> **Excerpted records**:

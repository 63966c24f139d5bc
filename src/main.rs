//! # Autotown CLI (`autotown`)
//!
//! Drives the telemetry rollup pipeline against a local SQLite database:
//! accept usage submissions, start paginator jobs over stored kinds, drain
//! the work queues, and inspect the aggregates.
//!
//! ## Commands
//!
//! | Command | Description |
//! |---------|-------------|
//! | `autotown init` | Create the SQLite database and run schema migrations |
//! | `autotown ingest <file>` | Queue a usage submission for storage and rollup |
//! | `autotown map --kind <K> [--next <path>]` | Start a paginator job over a kind |
//! | `autotown work` | Drain the pipeline queues |
//! | `autotown summary` | Print usage rollups |
//! | `autotown recent` | Print the recent-usage window |
//! | `autotown stats` | Print entity and queue counts |
//!
//! ## Examples
//!
//! ```bash
//! autotown init --config ./config/autotown.toml
//! autotown ingest report.json --ip 1.2.3.4 --country US
//! autotown work
//!
//! # Count every controller not yet reflected in the daily counts
//! autotown map --kind FoundController --next /batch/countUsage
//! autotown work
//! ```

use std::path::PathBuf;

use anyhow::{Context, Result};
use clap::{Parser, Subcommand};
use tracing_subscriber::{layer::SubscriberExt, util::SubscriberInitExt};

use autotown::app::App;
use autotown::config;
use autotown::ingest::{self, Origin};
use autotown::migrate;
use autotown::stats;
use autotown::worker::{self, WorkerOptions};
use autotown_core::paginate::{self, MapRequest, Trigger};
use autotown_core::{recent, summary};

/// Autotown: batch rollup of vehicle telemetry submissions.
#[derive(Parser)]
#[command(name = "autotown", version)]
struct Cli {
    /// Path to configuration file (TOML).
    #[arg(long, global = true, default_value = "./config/autotown.toml")]
    config: PathBuf,

    #[command(subcommand)]
    command: Commands,
}

#[derive(Subcommand)]
enum Commands {
    /// Initialize the database schema. Safe to run repeatedly.
    Init,

    /// Accept a usage submission from a JSON file.
    Ingest {
        file: PathBuf,

        /// Origin address of the submission.
        #[arg(long, default_value = "")]
        ip: String,

        #[arg(long, default_value = "")]
        country: String,

        #[arg(long, default_value = "")]
        region: String,

        #[arg(long, default_value = "")]
        city: String,

        /// Origin coordinates as `lat,lon`.
        #[arg(long)]
        latlong: Option<String>,
    },

    /// Start a paginator job over every entity of a kind.
    Map {
        #[arg(long, default_value = "")]
        kind: String,

        /// Processing path for each chunk of keys, e.g. `/batch/countUsage`.
        #[arg(long)]
        next: Option<String>,

        /// Submitted on behalf of a scheduler.
        #[arg(long)]
        cron: bool,
    },

    /// Process queued tasks until the queues are empty.
    Work {
        /// Stop after this many task deliveries.
        #[arg(long)]
        max_tasks: Option<usize>,
    },

    /// Print usage rollups by OS, board, country and version.
    Summary,

    /// Print the recent-usage window.
    Recent {
        /// Only entries after this RFC 3339 time.
        #[arg(long)]
        since: Option<String>,
    },

    /// Show entity counts and queue backlog.
    Stats,
}

#[tokio::main]
async fn main() -> Result<()> {
    tracing_subscriber::registry()
        .with(
            tracing_subscriber::fmt::layer()
                .with_target(false)
                .with_writer(std::io::stderr),
        )
        .with(
            tracing_subscriber::EnvFilter::try_from_default_env()
                .unwrap_or_else(|_| tracing_subscriber::EnvFilter::new("info")),
        )
        .init();

    let cli = Cli::parse();
    let cfg = config::load_config(&cli.config)?;

    match cli.command {
        Commands::Init => {
            migrate::run_migrations(&cfg).await?;
            println!("Database initialized successfully.");
        }
        Commands::Ingest {
            file,
            ip,
            country,
            region,
            city,
            latlong,
        } => {
            let app = App::open(&cfg).await?;
            let origin = Origin {
                ip,
                country,
                region,
                city,
                latlong,
            };
            let envelope = ingest::ingest_file(&app.services, &file, &origin).await?;
            println!("Accepted usage submission at {}.", envelope.timestamp.to_rfc3339());
            app.close().await;
        }
        Commands::Map { kind, next, cron } => {
            let app = App::open(&cfg).await?;
            let trigger = if cron { Trigger::Cron } else { Trigger::Interactive };
            let ack = paginate::submit_map(&app.services, MapRequest::new(kind, next), trigger).await?;
            if !ack.message().is_empty() {
                println!("{}", ack.message());
            }
            app.close().await;
        }
        Commands::Work { max_tasks } => {
            let app = App::open(&cfg).await?;
            let options = WorkerOptions::from_config(&cfg.worker, max_tasks);
            let report = worker::run_worker(&app.services, &options).await?;
            println!("Worker finished:");
            println!("  delivered:  {}", report.delivered);
            println!("  succeeded:  {}", report.succeeded);
            println!("  deferred:   {}", report.deferred);
            println!("  retried:    {}", report.retried);
            println!("  rejected:   {}", report.rejected);
            println!("  dropped:    {}", report.dropped);
            app.close().await;
        }
        Commands::Summary => {
            let app = App::open(&cfg).await?;
            let summary = summary::usage_summary(&app.services).await?;
            println!("{}", serde_json::to_string_pretty(&summary)?);
            app.close().await;
        }
        Commands::Recent { since } => {
            let since = since
                .map(|s| {
                    chrono::DateTime::parse_from_rfc3339(&s)
                        .map(|t| t.with_timezone(&chrono::Utc))
                        .with_context(|| format!("Invalid --since time: {s}"))
                })
                .transpose()?;
            let app = App::open(&cfg).await?;
            let entries = recent::read(app.services.cache.as_ref(), since).await;
            println!("{}", serde_json::to_string_pretty(&entries)?);
            app.close().await;
        }
        Commands::Stats => {
            stats::run_stats(&cfg).await?;
        }
    }

    Ok(())
}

> **Brief**: Using only the data above, copy out the lines that include the word "chrono".

> **The completed task**:
                    chrono::DateTime::parse_from_rfc3339(&s)
                        .map(|t| t.with_timezone(&chrono::Utc))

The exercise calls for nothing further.